BATON ROUGE – The state Senate on Tuesday advanced a Republican plan to keep only one of the state’s six congressional districts with a majority of Black voters despite complaints from Democrats that there should be two.
Tensions were high on the floor as lawmakers debated how to redraw the maps for congressional and state Senate districts to reflect population changes in the 2020 Census
The GOP bill, sponsored by Sen. Sharon Hewitt, R-Slidell, passed 27-12, with all Republican senators supporting it and all Democrats opposing it.
The Senate also rejected, in another party-line vote, an amendment by Sen.

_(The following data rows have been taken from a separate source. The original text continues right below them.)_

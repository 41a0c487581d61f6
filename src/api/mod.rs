//! HTTP seam to the review analysis backend.

pub mod client;
pub mod types;

pub use client::{AnalysisClient, ClientError, HttpAnalysisClient};
pub use types::{AnalysisRequest, AnalysisResult, HealthResponse};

Cleo Fields, D-Baton Rouge, that would have changed the maps to allow for two majority Black districts.
Fields said only five Black people who have been elected to Congress from Louisiana since reconstruction.
“Louisiana has elected more white congressman in one year that it has elected black congressmen in history,” he said.
Hewitt said it was possible that Fields’ plan could backfire and provide less minority representation, as both of Fields’ proposed majority Black districts had voting age populations around 52%. Her argument was that low Black turnout in those elections could enable white candidates to win.
Fields disagreed, saying the federal Voting Rights Act requires giving Black residents a chance to elect two minority representatives.